Dans les faits, les instructeurs sont déjà sensibilisés au sujet depuis des années, pratiquant ces notions intuitivement mais désormais, la formation par les compétences (CBT ou Competency Based Training en langage EASA) va s’inviter progressivement dans les cursus de formation, Declared Training Organisation (DTO) obligent. Ce concept va donc être formalisé dans les pratiques (des formations des instructeurs aux supports mis à disposition des instructeurs en passant par la fiche de progression des élèves et le cursus théorique de ces derniers).
En toute logique, il s’agit d’évaluer un niveau qualitatif de compétence et non plus un niveau quantitatif en nombre d’heures de vol. C’est aussi une approche plus complète du cursus de formation, qui ne va pas chambouler outre-mesure la formation technique (le pilotage, la gestion de la trajectoire…) mais qui va mieux aborder les compétences non techniques, en parallèle aux facteurs humains (FH) et au TEM (Threat and Error Management) ou la gestion des erreurs et des menaces, notions apparues ces dernières années.
Dans ce domaine, avec son approche cartésienne développée depuis des décennies, l’école de « pilotage à la française » a du retard à l’allumage. Si l’on sait depuis des décennies qu’au moins 80 à 90% des causes d’accident sont liées à « l’opérateur humain » (c’est-à-dire… le pilote), il y a quelques années en arrière – et pas si loin dans le temps… – peu d’ouvrages de pilotage en français abordaient les compétences non techniques, leur contenu se focalisant sur les compétences techniques. Tout au plus évoquait-on la physiologie du plote, de la vision au système respiratoire mais sans parler de prise de décision, de stress, de conscience de la situation… Tout cela restait tabou.
Dans ces domaines, l’école de piloge anglo-saxonne (Nouvelle-Zélande, Australie, Etats-Unis, Canada…) avait pris de l’avance, avec au passage un meilleur niveau d’accidentologie, avec l’espoir que les deux soient correlés. La formation par les compétences entend donc rééquilibrer les programmes de formation en intégrant mieux les connaissances non techniques car le simple maniement du manche, même de façon experte, ne suffit pas à assurer la sécurité d’un vol… D’où le travail ces derniers mois des différentes commissions Formation-Sécurité des fédérations aéronautiques les plus concernées, du vol moteur au vol à voile, sur l’arrivée du CBT dans leurs cursus de formation.

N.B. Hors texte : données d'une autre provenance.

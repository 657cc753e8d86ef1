//! Pro-Rata Sale Pallet
//!
//! Time-boxed token sale where depositors commit a base asset against a fixed
//! goal. Deposits are authorized off-chain: a verifier key signs every deposit
//! (amount, boost flag, exchange rate, nonce, transaction id and expiry) and the
//! pallet checks the signature, the per-account nonce and the transaction id
//! before pulling funds.
//!
//! Once the sale closes overfunded, each account receives a pro-rata share of the
//! goal. Non-boosted accounts get the rest back in base token; boosted accounts
//! are compensated in boost token at the average rate of their deposits. The
//! sale account then pays out through permissionless cursor-driven batches, and
//! the owner sweeps the goal, the swapped base and any excess to the cold wallet.
//!
//! Allocations are never stored for computed accounts: they are re-derived from
//! the running totals whenever asked. An admin may pin an account to manual
//! numbers, which take precedence until reverted.

#![cfg_attr(not(feature = "std"), no_std)]

extern crate alloc;

pub use pallet::*;

pub mod allocation;
pub mod types;
pub use types::*;

#[cfg(test)]
pub mod mock;

#[cfg(feature = "runtime-benchmarks")]
mod benchmarking;

pub mod weights;
pub use weights::WeightInfo;

pub const LOG_TARGET: &str = "runtime::pro-rata";

/// Domain prefix of every message signed by the deposit verifier
pub const DEPOSIT_CONTEXT: &[u8] = b"pro-rata:deposit";

/// Helper for benchmarking
#[cfg(feature = "runtime-benchmarks")]
pub trait BenchmarkHelper<AccountId, Signature> {
  /// Base and boost assets with metadata, created if missing
  fn setup_assets() -> (AssetId, AssetId);
  fn fund(asset: AssetId, who: &AccountId, amount: Balance);
  fn set_time(now: Moment);
  fn verifier() -> AccountId;
  fn sign(message: &[u8]) -> Signature;
}
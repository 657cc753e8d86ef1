//! Storage and call types of the pro-rata sale.

use frame::prelude::*;
use polkadot_sdk::sp_runtime::FixedU128;

/// Balance type shared with the assets backend
pub type Balance = u128;

/// Asset identifier of the base and boost tokens
pub type AssetId = u32;

/// Unix time in seconds
pub type Moment = u64;

/// How the goal is split between boosted and non-boosted deposits once overfunded
#[derive(
  Clone,
  Copy,
  Debug,
  Default,
  Decode,
  DecodeWithMemTracking,
  Encode,
  Eq,
  PartialEq,
  TypeInfo,
  MaxEncodedLen,
)]
pub enum AllocationMode {
  /// Boosted deposits are filled first, the rest of the goal goes to non-boosted ones
  #[default]
  GoalPriority,
  /// Boosted deposits weigh `boost_factor` times a non-boosted deposit
  Linear { boost_factor: FixedU128 },
}

/// Sale parameters, written once by `initialize`
#[derive(
  Clone, Debug, Decode, DecodeWithMemTracking, Encode, Eq, PartialEq, TypeInfo, MaxEncodedLen,
)]
pub struct SaleConfig<AccountId> {
  /// Key whose signatures authorize deposits
  pub deposit_verifier: AccountId,
  /// Destination of goal, swapped and excess withdrawals
  pub cold_wallet: AccountId,
  pub base_asset: AssetId,
  /// `None` disables boosted deposits
  pub boost_asset: Option<AssetId>,
  pub base_goal: Balance,
  /// Ceiling on the total base deposited
  pub balance_limit: Balance,
  pub start_date: Moment,
  pub close_date: Moment,
  /// Refunds are paid outside the pallet; batch refund is disabled
  pub external_refund: bool,
  pub allocation: AllocationMode,
}

impl<AccountId> SaleConfig<AccountId> {
  pub fn boost_enabled(&self) -> bool {
    self.boost_asset.is_some()
  }

  pub fn is_linear(&self) -> bool {
    matches!(self.allocation, AllocationMode::Linear { .. })
  }
}

/// Admin-supplied settlement numbers overriding the engine
#[derive(
  Clone,
  Copy,
  Debug,
  Default,
  Decode,
  DecodeWithMemTracking,
  Encode,
  Eq,
  PartialEq,
  TypeInfo,
  MaxEncodedLen,
)]
pub struct ManualAllocation {
  pub base_allocation: Balance,
  pub base_refund: Balance,
  pub boost_refund: Balance,
}

/// Where an account's settlement numbers come from
#[derive(
  Clone,
  Copy,
  Debug,
  Default,
  Decode,
  DecodeWithMemTracking,
  Encode,
  Eq,
  PartialEq,
  TypeInfo,
  MaxEncodedLen,
)]
pub enum AllocationSource {
  /// Evaluated by the allocation engine against current totals
  #[default]
  Computed,
  Manual(ManualAllocation),
}

impl AllocationSource {
  pub fn is_manual(&self) -> bool {
    matches!(self, AllocationSource::Manual(_))
  }
}

/// Per-depositor record, created on first deposit and never removed
#[derive(
  Clone, Debug, Default, Decode, DecodeWithMemTracking, Encode, Eq, PartialEq, TypeInfo, MaxEncodedLen,
)]
pub struct AccountItem {
  /// Position in the enumeration index
  pub index: u32,
  /// Expected nonce of the next deposit authorization
  pub nonce: u32,
  /// Sticky: once boosted, always boosted
  pub boosted: bool,
  pub base_deposited: Balance,
  /// Boost-token equivalent credited at each boosted deposit's rate
  pub boost_deposit: Balance,
  /// Base-amount weighted average of every rate credited to this account
  pub boost_average_rate: FixedU128,
  pub base_refunded: Balance,
  pub boost_refunded: Balance,
  pub allocation: AllocationSource,
}

/// Settlement numbers of one account
#[derive(
  Clone,
  Copy,
  Debug,
  Default,
  Decode,
  DecodeWithMemTracking,
  Encode,
  Eq,
  PartialEq,
  TypeInfo,
  MaxEncodedLen,
)]
pub struct Settlement {
  pub base_allocation: Balance,
  pub base_refund: Balance,
  pub boost_refund: Balance,
}

impl From<ManualAllocation> for Settlement {
  fn from(manual: ManualAllocation) -> Self {
    Settlement {
      base_allocation: manual.base_allocation,
      base_refund: manual.base_refund,
      boost_refund: manual.boost_refund,
    }
  }
}

/// Global counters and settlement cursors
#[derive(
  Clone, Debug, Default, Decode, DecodeWithMemTracking, Encode, Eq, PartialEq, TypeInfo, MaxEncodedLen,
)]
pub struct SaleLedger {
  pub total_base_deposited: Balance,
  pub total_base_non_boost_deposited: Balance,
  pub total_base_boost_deposited: Balance,
  pub total_boost_deposited: Balance,
  pub total_base_refunded: Balance,
  pub total_boost_refunded: Balance,
  /// Goal and swapped amounts paid to the cold wallet
  pub total_base_withdrew: Balance,
  pub total_base_swapped_amount: Balance,
  /// Refunds the batch could not land, held until claimed
  pub pending_base_refund: Balance,
  pub pending_boost_refund: Balance,
  pub processed_refund_index: u32,
  pub processed_base_swapped_index: u32,
  pub withdrew_base_goal: bool,
  pub withdrew_base_swapped_amount: bool,
}

/// A consumed deposit authorization
#[derive(
  Clone, Debug, Decode, DecodeWithMemTracking, Encode, Eq, PartialEq, TypeInfo, MaxEncodedLen,
)]
pub struct TransactionItem<AccountId> {
  pub account: AccountId,
  pub amount: Balance,
}

/// Audit record appended on every manual account update
#[derive(
  Clone, Debug, Decode, DecodeWithMemTracking, Encode, Eq, PartialEq, TypeInfo, MaxEncodedLen,
)]
pub struct UpdateLogEntry<AccountId> {
  pub admin: AccountId,
  pub timestamp: Moment,
  pub updated_count: u32,
}

/// Input of `update_account_item(s)`
#[derive(
  Clone,
  Copy,
  Debug,
  Default,
  Decode,
  DecodeWithMemTracking,
  Encode,
  Eq,
  PartialEq,
  TypeInfo,
  MaxEncodedLen,
)]
pub struct AccountItemUpdate {
  /// `false` hands the account back to the allocation engine
  pub manual: bool,
  pub base_allocation: Balance,
  pub base_refund: Balance,
  pub boost_refund: Balance,
}

impl AccountItemUpdate {
  pub fn into_source(self) -> AllocationSource {
    if self.manual {
      AllocationSource::Manual(ManualAllocation {
        base_allocation: self.base_allocation,
        base_refund: self.base_refund,
        boost_refund: self.boost_refund,
      })
    } else {
      AllocationSource::Computed
    }
  }
}

/// Deposit authorization fields covered by the verifier's signature
#[derive(
  Clone, Debug, Decode, DecodeWithMemTracking, Encode, Eq, PartialEq, TypeInfo, MaxEncodedLen,
)]
pub struct DepositParams<TransactionId> {
  pub base_amount: Balance,
  pub boost: bool,
  pub boost_exchange_rate: FixedU128,
  pub nonce: u32,
  pub transaction_id: TransactionId,
  pub timestamp_limit: Moment,
}

/// Read model returned by `fetch_account_info`
#[derive(Clone, Debug, Default, Decode, Encode, Eq, PartialEq, TypeInfo)]
pub struct AccountInfo {
  pub base_deposited: Balance,
  pub boosted: bool,
  pub boost_deposit: Balance,
  pub boost_average_rate: FixedU128,
  pub nonce: u32,
  pub manual: bool,
  pub base_allocation: Balance,
  pub base_refund: Balance,
  pub base_refunded: Balance,
  pub boost_refund: Balance,
  pub boost_refunded: Balance,
}

impl AccountInfo {
  pub fn new(item: &AccountItem, settlement: Settlement) -> Self {
    AccountInfo {
      base_deposited: item.base_deposited,
      boosted: item.boosted,
      boost_deposit: item.boost_deposit,
      boost_average_rate: item.boost_average_rate,
      nonce: item.nonce,
      manual: item.allocation.is_manual(),
      base_allocation: settlement.base_allocation,
      base_refund: settlement.base_refund,
      base_refunded: item.base_refunded,
      boost_refund: settlement.boost_refund,
      boost_refunded: item.boost_refunded,
    }
  }
}

/// Lifecycle position of the sale, derived from the clock and the ledger
#[derive(Clone, Copy, Debug, Decode, Encode, Eq, PartialEq, TypeInfo)]
pub enum SalePhase {
  NotStarted,
  Open,
  /// Closed, settlement not started
  Closed,
  Refunding,
  Refunded,
  GoalWithdrawn,
  SwappedWithdrawn,
}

Pour la FFA, cinq compétences techniques ont ainsi été définies si l’on en croit son « Guide d’évaluation CBT à l’intention de l’instructeur » officiant dans l’un des 600 et quelques aéro-clubs devant devenir DTO au 8 avril 2019 s’ils veulent toujours proposer des formations :
– Pilotage (PIL) : piloter et contrôler les paramètres primaires de l’avion (cap, vitesse, altitude, vario) en utilisant des pré-affichages.
– Trajectoire (TRA) : concevoir, matérialiser et suivre au travers de points clés une trajectoire.
– Procédures (PRO) : appliquer l’ensemble des procédures en vigueur pour la préparation et la conduite du vol.
– Connaissances : ensemble des savoirs nécessaires à la réalisation du vol.
– Communication (COM) : comprendre et se faire comprendre des autres sans ambiguïté.
L’unique compétence non technique – la gestion de le la menace et de l’erreur (TEM) – regroupe plusieurs notions. Il s’agit « d’identifier les menaces, les erreurs et risques associés au cours du vol et de développer une stratégie permettant de maîtriser le risque », en prenant en compte la conscience de la situation, la prise de décision, la coopération et le leadership, la gestion de la charge de travail.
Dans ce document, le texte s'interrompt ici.